Submit an HTML form to Numbers on iOS

Submit an HTML form to Numbers on iOS

The final step in de-Googling my life was eliminating my reliance on Google Forms. Luckily, the only form I still had was just for my own use, and fed into a Google Sheet that only I had access to.

I use this form every week or two from my phone to record the water test results for my aquariums. It had a field for each water parameter, and then I could track changes over time in the spreadsheet.

While I did consider switching to another cloud-based form hosting service or writing a standalone self-hosted application to just serve a simple form and record responses to a database (or even a text file), I found an approach that allows me to host only a static HTML file and store the responses in a Numbers spreadsheet that lives on my phone.

To make this work, I first wrote a completely normal HTML form hosted on a web server with HTTPS configured because navigator.share, like any new web API, requires HTTPS. I then hooked into the form's submit event with the following code:

function saveResults(event) {
    event.preventDefault();

    const data = Object.fromEntries(new FormData(event.target));
    const text = JSON.stringify(data);

    navigator.share({text});
    navigator.clipboard.writeText(text);

    return false;
}

This simply takes the form field names values and converts them to a JSON string, then opens it using the operating system's "share" interface. You can play with the live site to see how that works here. (If you don't know anything about aquariums it won't make a lot of sense, but that's okay because this post is about the form implementation and not its content.)

The other half of this workflow is accomplished by an iOS Shortcut that parses that string as a JSON object (or "dictionary" in Shortcuts terminology) and appends the values in the correct order to the end of my spreadsheet:

Screenshot of the Shortcut actions

The Shortcut is set to appear in the operating system share interface, so when my form opens it, I just have to tap "Aquarium water test" in the "share to..." list, and it adds the data to the spreadsheet.

This works flawlessly on iOS, but for some inexplicable reason, sharing to a Shortcut on macOS just hangs the browser. Luckily, I use my phone for this anyway, but it would expand the general usability of this method a lot if I could figure out what was going wrong on desktop.
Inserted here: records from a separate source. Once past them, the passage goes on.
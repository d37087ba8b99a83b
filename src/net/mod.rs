//! Socket-facing layer: connection state, outbound flood control, and
//! the tokio host driving the runtime.

pub mod connection;
pub mod driver;
pub mod flood;

pub use connection::{ConnId, Connection};
pub use flood::FloodGuard;
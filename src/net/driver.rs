//! Tokio host for the runtime.
//!
//! The runtime itself is synchronous and deterministic; this driver is
//! the only async code in the crate. It owns the actual sockets,
//! carries out the runtime's [`IoRequest`]s, feeds received bytes back
//! in, and calls `tick` on a fixed cadence. At most one connection is
//! live at a time, matching the single upstream server the bridge
//! talks to.

use std::time::{Duration, Instant};

use anyhow::bail;
use futures_util::future::{BoxFuture, FutureExt};
use tokio::io::{AsyncReadExt, AsyncWriteExt};
use tokio::net::TcpStream;
use tokio::time::MissedTickBehavior;
use tracing::{debug, trace};

use crate::net::connection::ConnId;
use crate::runtime::{Control, IoRequest, Runtime};

/// Scheduler cadence. Timer resolution and flood-guard replay latency
/// are bounded by this.
pub const TICK_INTERVAL: Duration = Duration::from_millis(100);

type Dialing = (ConnId, BoxFuture<'static, std::io::Result<TcpStream>>);

/// Drive the runtime until it requests shutdown.
pub async fn run(mut rt: Runtime) -> anyhow::Result<()> {
    let mut tick = tokio::time::interval(TICK_INTERVAL);
    tick.set_missed_tick_behavior(MissedTickBehavior::Delay);

    let mut active: Option<(ConnId, TcpStream)> = None;
    let mut dialing: Option<Dialing> = None;
    let mut read_buf = vec![0u8; 8192];

    loop {
        for req in rt.take_io_requests() {
            match req {
                IoRequest::Dial { conn, addr } => {
                    trace!(conn = %conn, addr = %addr, "dial requested");
                    dialing = Some((conn, TcpStream::connect(addr).boxed()));
                }
                IoRequest::Close { conn, pending } => {
                    if dialing.as_ref().is_some_and(|(id, _)| *id == conn) {
                        dialing = None;
                    }
                    if active.as_ref().is_some_and(|(id, _)| *id == conn) {
                        let (_, mut stream) = active.take().expect("active checked");
                        // Best effort: the connection is going away
                        // either way.
                        for chunk in pending {
                            let _ = stream.write_all(&chunk).await;
                        }
                        let _ = stream.shutdown().await;
                        debug!(conn = %conn, "socket closed");
                    }
                }
            }
        }

        let mut write_err = None;
        if let Some((conn, stream)) = active.as_mut() {
            for chunk in rt.take_outbound(*conn) {
                if let Err(e) = stream.write_all(&chunk).await {
                    write_err = Some((*conn, e));
                    break;
                }
            }
        }
        if let Some((conn, e)) = write_err {
            active = None;
            rt.on_io_error(conn, e);
            continue;
        }

        tokio::select! {
            _ = tick.tick() => {
                if rt.tick(Instant::now()) == Control::Shutdown {
                    bail!(
                        "unrecoverable failure: {}",
                        rt.shutdown_reason().unwrap_or("unknown")
                    );
                }
            }

            result = async {
                let (_, fut) = dialing.as_mut().expect("dial branch enabled");
                fut.await
            }, if dialing.is_some() => {
                let (conn, _) = dialing.take().expect("dial branch enabled");
                match result {
                    Ok(stream) => {
                        let _ = stream.set_nodelay(true);
                        debug!(conn = %conn, "connected");
                        active = Some((conn, stream));
                    }
                    Err(e) => rt.on_io_error(conn, e),
                }
            }

            result = async {
                let (_, stream) = active.as_mut().expect("read branch enabled");
                stream.read(&mut read_buf).await
            }, if active.is_some() => {
                let conn = active.as_ref().expect("read branch enabled").0;
                match result {
                    Ok(0) => {
                        active = None;
                        rt.on_peer_closed(conn);
                    }
                    Ok(n) => rt.on_data(conn, &read_buf[..n]),
                    Err(e) => {
                        active = None;
                        rt.on_io_error(conn, e);
                    }
                }
            }
        }
    }
}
Compared to Google Forms, this even has two added benefits to my workflow:

  1. I can pre-fill the "Tank" input, which determines which sheet of the Numbers spreadsheet the row gets added to, using the ?Tank= URL parameter. (Maybe I'll explain why that's useful to me in a future post.)
  2. It opens the Numbers spreadsheet showing the new row, so I can immediately see how the results compare to the prior measurements.

Hopefully this is a helpful starting point for anyone wanting to submit values from a complex form into a spreadsheet without relying on the cloud.